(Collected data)
use crate::spec::TypeRef;
use derive_more::Display;
use serde::Serialize;

///
/// Expr
///

#[derive(Clone, Debug, PartialEq, Serialize)]
pub enum Expr {
    This,
    Ident(String),
    Literal(Literal),
    Field {
        target: Box<Self>,
        name: String,
    },
    Call {
        target: Box<Self>,
        method: String,
        args: Vec<Self>,
    },
    StaticCall {
        owner: TypeRef,
        method: String,
        args: Vec<Self>,
    },
    Binary {
        op: BinaryOp,
        lhs: Box<Self>,
        rhs: Box<Self>,
    },
    Not(Box<Self>),
    InstanceOf {
        expr: Box<Self>,
        ty: TypeRef,
    },
    Cast {
        ty: TypeRef,
        expr: Box<Self>,
    },
    Conditional {
        cond: Box<Self>,
        then: Box<Self>,
        otherwise: Box<Self>,
    },
}

impl Expr {
    /// Java operator precedence, higher binds tighter.
    #[must_use]
    pub const fn precedence(&self) -> u8 {
        match self {
            Self::This
            | Self::Ident(_)
            | Self::Literal(_)
            | Self::Field { .. }
            | Self::Call { .. }
            | Self::StaticCall { .. } => 16,
            Self::Not(_) | Self::Cast { .. } => 14,
            Self::Binary { op, .. } => op.precedence(),
            Self::InstanceOf { .. } => 9,
            Self::Conditional { .. } => 2,
        }
    }
}

///
/// BinaryOp
///

#[derive(Clone, Copy, Debug, Display, Eq, Hash, PartialEq, Serialize)]
pub enum BinaryOp {
    #[display("==")]
    Eq,
    #[display("!=")]
    Ne,
    #[display("+")]
    Concat,
}

impl BinaryOp {
    #[must_use]
    pub const fn precedence(self) -> u8 {
        match self {
            Self::Concat => 11,
            Self::Eq | Self::Ne => 8,
        }
    }
}

///
/// Literal
///

#[derive(Clone, Debug, PartialEq, Serialize)]
pub enum Literal {
    Bool(bool),
    Int(i64),
    Float(f32),
    Double(f64),
    Str(String),
    Null,
}
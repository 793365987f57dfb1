use crate::{
    error::Error,
    sink::{DiagnosticSink, UNKNOWN_DECLARATION},
};
use eqgen_core::{
    config::GenerationConfig,
    diagnostic::Diagnostic,
    generate::{GenerationResult, generate},
    render::JavaRenderer,
    spec::MethodSpec,
    synth::to_string::synthesize_to_string,
};
use eqgen_schema::node::ClassSchema;
use serde::Serialize;
use tracing::debug;

///
/// Output
/// Everything produced for one declaration.
///

#[derive(Clone, Debug, PartialEq, Serialize)]
pub struct Output {
    pub equality: GenerationResult,
    pub to_string: Option<MethodSpec>,
}

impl Output {
    /// Methods to splice, in order: `equals`, `canEqual`, `hashCode`,
    /// `toString`.
    #[must_use]
    pub fn methods(&self) -> Vec<&MethodSpec> {
        let mut methods = self.equality.methods();
        methods.extend(self.to_string.as_ref());

        methods
    }
}

///
/// Generator
///
/// Host-facing entry point. Holds the configuration and renderer and scopes
/// every failure to the declaration that caused it.
///

#[derive(Clone, Debug)]
pub struct Generator {
    config: GenerationConfig,
    renderer: JavaRenderer,
}

impl Default for Generator {
    fn default() -> Self {
        Self::new(GenerationConfig::default())
    }
}

impl Generator {
    #[must_use]
    pub fn new(config: GenerationConfig) -> Self {
        let renderer = JavaRenderer::new(&config);

        Self { config, renderer }
    }

    pub fn from_toml(s: &str) -> Result<Self, Error> {
        Ok(Self::new(GenerationConfig::from_toml_str(s)?))
    }

    #[must_use]
    pub const fn config(&self) -> &GenerationConfig {
        &self.config
    }

    /// Process one declaration, reporting warnings and the failure (if any)
    /// to `sink`.
    pub fn process(
        &self,
        schema: &ClassSchema,
        sink: &mut dyn DiagnosticSink,
    ) -> Result<Output, Error> {
        let declaration = schema.declaring_type.path();
        let equality = match generate(schema, &self.config) {
            Ok(result) => result,
            Err(err) => {
                let err = Error::from(err);
                sink.report(&declaration, &Diagnostic::error(err.message.as_str()));
                return Err(err);
            }
        };

        for diagnostic in equality.diagnostics() {
            sink.report(&declaration, &diagnostic);
        }

        let output = Output {
            equality,
            to_string: synthesize_to_string(schema, &self.config),
        };
        debug!(
            class = %declaration,
            methods = ?output.methods().iter().map(|m| m.name.as_str()).collect::<Vec<_>>(),
            "processed declaration"
        );

        Ok(output)
    }

    /// Decode a JSON-encoded schema and process it.
    pub fn process_json(
        &self,
        json: &str,
        sink: &mut dyn DiagnosticSink,
    ) -> Result<Output, Error> {
        let schema: ClassSchema = match serde_json::from_str(json) {
            Ok(schema) => schema,
            Err(err) => {
                let err = Error::from(err);
                sink.report(UNKNOWN_DECLARATION, &Diagnostic::error(err.message.as_str()));
                return Err(err);
            }
        };

        self.process(&schema, sink)
    }

    /// Process several declarations; a failure in one never affects another.
    pub fn process_batch(
        &self,
        schemas: &[ClassSchema],
        sink: &mut dyn DiagnosticSink,
    ) -> Vec<Result<Output, Error>> {
        let results: Vec<_> = schemas.iter().map(|s| self.process(s, &mut *sink)).collect();
        let failed = results.iter().filter(|r| r.is_err()).count();
        debug!(total = results.len(), failed, "processed batch");

        results
    }

    /// Render the output as Java source, methods separated by a blank line.
    #[must_use]
    pub fn render(&self, output: &Output) -> String {
        self.renderer.render_all(output.methods())
    }
}
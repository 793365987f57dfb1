//! Decides whether a declaration gets generated equality, and with which
//! dispatch shape.

use crate::error::GenerateError;
use eqgen_schema::{node::ClassSchema, types::Presence};
use serde::Serialize;

///
/// PolicyDecision
///

#[derive(Clone, Debug, Eq, PartialEq, Serialize)]
pub enum PolicyDecision {
    Skip,
    SkipWithWarning(String),
    Generate { needs_guard: bool },
}

/// Resolve the policy for one declaration.
///
/// Anything already generated wins over anything user-written, so a second
/// pass over spliced output is always a silent skip.
pub fn resolve(schema: &ClassSchema) -> Result<PolicyDecision, GenerateError> {
    if !schema.kind.is_class() {
        return Err(GenerateError::NotAClass {
            kind: schema.kind,
            name: schema.declaring_type.path(),
        });
    }

    let equals = schema.existing.equals;
    let hash_code = schema.existing.hash_code;

    let decision = match equals.max(hash_code) {
        Presence::ToolGenerated => PolicyDecision::Skip,
        Presence::UserWritten if equals.is_absent() || hash_code.is_absent() => {
            let missing = if equals.is_absent() { "equals" } else { "hashCode" };
            PolicyDecision::SkipWithWarning(asymmetric_message(missing))
        }
        Presence::UserWritten => PolicyDecision::Skip,
        Presence::Absent => PolicyDecision::Generate {
            needs_guard: schema.needs_guard(),
        },
    };

    Ok(decision)
}

fn asymmetric_message(missing: &str) -> String {
    format!(
        "not generating {missing}: one of equals/hashCode is user-defined without the other; \
         both must be written together or neither"
    )
}
//! Abstract method specifications handed to the code host.
//!
//! The host splices these into the target declaration; nothing in this crate
//! mutates a syntax tree.

mod expr;
mod maker;

pub use expr::*;
pub use maker::*;

use derive_more::Display;
use serde::Serialize;

///
/// Visibility
///

#[derive(Clone, Copy, Debug, Display, Eq, Hash, PartialEq, Serialize)]
pub enum Visibility {
    #[display("public")]
    Public,
    #[display("protected")]
    Protected,
}

///
/// Annotation
///

#[derive(Clone, Debug, PartialEq, Serialize)]
pub struct Annotation {
    pub path: String,
    pub args: Vec<Expr>,
}

impl Annotation {
    #[must_use]
    pub fn marker(path: impl Into<String>) -> Self {
        Self {
            path: path.into(),
            args: Vec::new(),
        }
    }

    #[must_use]
    pub fn with_arg(mut self, arg: Expr) -> Self {
        self.args.push(arg);
        self
    }
}

///
/// Param
///

#[derive(Clone, Debug, PartialEq, Serialize)]
pub struct Param {
    pub annotations: Vec<Annotation>,
    pub is_final: bool,
    pub ty: TypeRef,
    pub name: String,
}

///
/// MethodSpec
///

#[derive(Clone, Debug, PartialEq, Serialize)]
pub struct MethodSpec {
    pub name: String,
    pub annotations: Vec<Annotation>,
    pub visibility: Visibility,
    pub return_type: TypeRef,
    pub params: Vec<Param>,
    pub body: Vec<Stmt>,
}

///
/// Stmt
///

#[derive(Clone, Debug, PartialEq, Serialize)]
pub enum Stmt {
    If { cond: Expr, then: Box<Self> },
    Local {
        is_final: bool,
        ty: TypeRef,
        name: String,
        init: Expr,
    },
    Return(Expr),
}

///
/// TypeRef
///

#[derive(Clone, Debug, Eq, Hash, PartialEq, Serialize)]
pub enum TypeRef {
    Boolean,
    Int,
    Named(Vec<TypeName>),
}

impl TypeRef {
    /// A dotted, fully qualified name without type arguments.
    #[must_use]
    pub fn qualified(path: &str) -> Self {
        Self::Named(path.split('.').map(TypeName::plain).collect())
    }

    #[must_use]
    pub fn java_lang(name: &str) -> Self {
        Self::qualified(&format!("java.lang.{name}"))
    }

    /// Dotted path ignoring wildcards; primitives render as their keyword.
    #[must_use]
    pub fn path(&self) -> String {
        match self {
            Self::Boolean => "boolean".to_string(),
            Self::Int => "int".to_string(),
            Self::Named(names) => names
                .iter()
                .map(|n| n.name.as_str())
                .collect::<Vec<_>>()
                .join("."),
        }
    }
}

///
/// TypeName
///
/// One dotted segment with its count of unbounded `?` arguments.
///

#[derive(Clone, Debug, Eq, Hash, PartialEq, Serialize)]
pub struct TypeName {
    pub name: String,
    pub wildcards: usize,
}

impl TypeName {
    #[must_use]
    pub fn plain(name: &str) -> Self {
        Self {
            name: name.to_string(),
            wildcards: 0,
        }
    }
}
//! ## Crate layout
//! - `schema`: class schema model, validation, and the reference builder.
//! - `core`: policy, synthesizers, method specifications, and rendering.
//! - `error`: the host-facing error taxonomy.
//!
//! Hosts normally construct a [`Generator`] once per compilation pass and
//! hand it every annotated declaration together with a [`DiagnosticSink`].

pub use eqgen_core as core;
pub use eqgen_schema as schema;

pub mod error;
pub mod generator;
pub mod sink;

pub use error::Error;
pub use generator::{Generator, Output};
pub use sink::{CollectingSink, DiagnosticSink, Report, TracingSink};

//
// Consts
//

/// Workspace version re-export for downstream tooling/tests.
pub const VERSION: &str = env!("CARGO_PKG_VERSION");

///
/// Prelude
///

pub mod prelude {
    pub use crate::{
        core::prelude::*,
        error::{Error, ErrorKind, ErrorOrigin},
        generator::{Generator, Output},
        schema::prelude::*,
        sink::{CollectingSink, DiagnosticSink},
    };
}
//! Diagnostic sink boundary.
//!
//! Generation never prints. Every warning or per-declaration failure flows
//! through a `DiagnosticSink` the host supplies, typically one that forwards
//! into its own compiler messages against the named declaration.

use eqgen_core::diagnostic::{Diagnostic, Severity};

/// Declaration name used when a schema could not even be decoded.
pub const UNKNOWN_DECLARATION: &str = "<unknown>";

///
/// DiagnosticSink
///

pub trait DiagnosticSink {
    fn report(&mut self, declaration: &str, diagnostic: &Diagnostic);
}

///
/// Report
///

#[derive(Clone, Debug, Eq, PartialEq)]
pub struct Report {
    pub declaration: String,
    pub diagnostic: Diagnostic,
}

///
/// CollectingSink
/// Keeps every report in arrival order.
///

#[derive(Clone, Debug, Default)]
pub struct CollectingSink {
    reports: Vec<Report>,
}

impl CollectingSink {
    #[must_use]
    pub const fn new() -> Self {
        Self {
            reports: Vec::new(),
        }
    }

    #[must_use]
    pub fn reports(&self) -> &[Report] {
        &self.reports
    }

    #[must_use]
    pub fn count(&self, severity: Severity) -> usize {
        self.reports
            .iter()
            .filter(|r| r.diagnostic.severity == severity)
            .count()
    }

    #[must_use]
    pub fn into_inner(self) -> Vec<Report> {
        self.reports
    }
}

impl DiagnosticSink for CollectingSink {
    fn report(&mut self, declaration: &str, diagnostic: &Diagnostic) {
        self.reports.push(Report {
            declaration: declaration.to_string(),
            diagnostic: diagnostic.clone(),
        });
    }
}

///
/// TracingSink
/// Forwards diagnostics to the active `tracing` subscriber.
///

#[derive(Clone, Copy, Debug, Default)]
pub struct TracingSink;

impl DiagnosticSink for TracingSink {
    fn report(&mut self, declaration: &str, diagnostic: &Diagnostic) {
        match diagnostic.severity {
            Severity::Warning => {
                tracing::warn!(declaration, message = %diagnostic.message);
            }
            Severity::Error => {
                tracing::error!(declaration, message = %diagnostic.message);
            }
        }
    }
}
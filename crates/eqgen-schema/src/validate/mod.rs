//! Schema validation orchestration.

pub mod naming;
pub mod reserved;

use crate::prelude::*;
use std::collections::HashSet;
use thiserror::Error as ThisError;

///
/// SchemaError
///

#[derive(Debug, ThisError)]
pub enum SchemaError {
    #[error("schema validation failed: {0}")]
    Invalid(ErrorTree),
}

/// Validate a class schema in a fixed order: type path, then members.
pub(crate) fn validate_class(schema: &ClassSchema) -> Result<(), ErrorTree> {
    let mut errs = ErrorTree::new();

    validate_type_path(&schema.declaring_type, &mut errs);
    validate_members(&schema.identity_members, &mut errs);

    errs.result()
}

fn validate_type_path(ty: &DeclaringType, errs: &mut ErrorTree) {
    if ty.segments.is_empty() {
        err!(errs, "declaring type path is empty");
        return;
    }

    for (i, segment) in ty.segments.iter().enumerate() {
        if let Err(msg) = naming::validate_ident(&segment.name) {
            let mut child = ErrorTree::new();
            child.add(msg);
            errs.add_child(format!("type[{i}]"), child);
        }
    }
}

fn validate_members(members: &MemberList, errs: &mut ErrorTree) {
    // the extractor owns the surrogate id; an empty list here is its bug
    if members.is_empty() {
        err!(
            errs,
            "no identity members; expected at least the surrogate '{}'",
            crate::SURROGATE_ID_NAME
        );
        return;
    }

    let mut seen = HashSet::new();
    for (i, member) in members.iter().enumerate() {
        let mut child = ErrorTree::new();

        if let Err(msg) = naming::validate_ident(&member.name) {
            child.add(msg);
        }
        if !seen.insert(member.name.as_str()) {
            err!(child, "duplicate identity member '{}'", member.name);
        }

        errs.add_child(format!("member[{i}]"), child);
    }
}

→ **WHAT THIS TASK INVOLVES**
Copy every line of the entries above in which "GenerateError" occurs.

→ **REPLY**
use crate::error::GenerateError;
pub fn resolve(schema: &ClassSchema) -> Result<PolicyDecision, GenerateError> {
        return Err(GenerateError::NotAClass {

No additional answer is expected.